* **WHAT IS BEING ASKED**
The expected result is the material below, reproduced exactly from its first line through the line containing "let conn = Connection::open(path)?;".

* **DATA LISTING**
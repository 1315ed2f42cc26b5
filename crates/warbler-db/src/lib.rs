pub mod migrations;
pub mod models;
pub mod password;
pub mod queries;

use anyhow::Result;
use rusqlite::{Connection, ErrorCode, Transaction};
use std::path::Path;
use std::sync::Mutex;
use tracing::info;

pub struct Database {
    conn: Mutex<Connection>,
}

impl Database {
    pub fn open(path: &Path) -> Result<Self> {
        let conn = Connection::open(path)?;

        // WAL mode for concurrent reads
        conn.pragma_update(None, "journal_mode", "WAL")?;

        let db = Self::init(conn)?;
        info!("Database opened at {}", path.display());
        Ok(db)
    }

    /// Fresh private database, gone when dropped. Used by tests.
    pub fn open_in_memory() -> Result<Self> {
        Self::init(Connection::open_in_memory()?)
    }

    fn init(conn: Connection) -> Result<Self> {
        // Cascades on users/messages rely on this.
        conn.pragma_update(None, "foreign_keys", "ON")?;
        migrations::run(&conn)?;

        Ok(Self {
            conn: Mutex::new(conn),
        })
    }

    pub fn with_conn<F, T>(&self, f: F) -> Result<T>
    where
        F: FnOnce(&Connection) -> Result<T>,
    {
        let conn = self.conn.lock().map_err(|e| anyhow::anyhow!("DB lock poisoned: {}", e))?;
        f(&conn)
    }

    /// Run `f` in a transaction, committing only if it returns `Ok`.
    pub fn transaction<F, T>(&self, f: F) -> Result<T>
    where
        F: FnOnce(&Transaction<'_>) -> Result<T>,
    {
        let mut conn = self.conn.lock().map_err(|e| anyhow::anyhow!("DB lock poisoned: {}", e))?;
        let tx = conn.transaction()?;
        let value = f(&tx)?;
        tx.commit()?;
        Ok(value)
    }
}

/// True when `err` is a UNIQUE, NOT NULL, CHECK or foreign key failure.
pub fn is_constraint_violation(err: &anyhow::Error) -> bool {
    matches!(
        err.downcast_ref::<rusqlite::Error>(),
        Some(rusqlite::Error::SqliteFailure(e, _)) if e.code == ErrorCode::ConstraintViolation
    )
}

* **EXERCISE SOLUTION**
repository 1315ed2f42cc26b5
filename crates/warbler-db/src/lib.rs
pub mod migrations;
pub mod models;
pub mod password;
pub mod queries;

use anyhow::Result;
use rusqlite::{Connection, ErrorCode, Transaction};
use std::path::Path;
use std::sync::Mutex;
use tracing::info;

pub struct Database {
    conn: Mutex<Connection>,
}

impl Database {
    pub fn open(path: &Path) -> Result<Self> {
        let conn = Connection::open(path)?;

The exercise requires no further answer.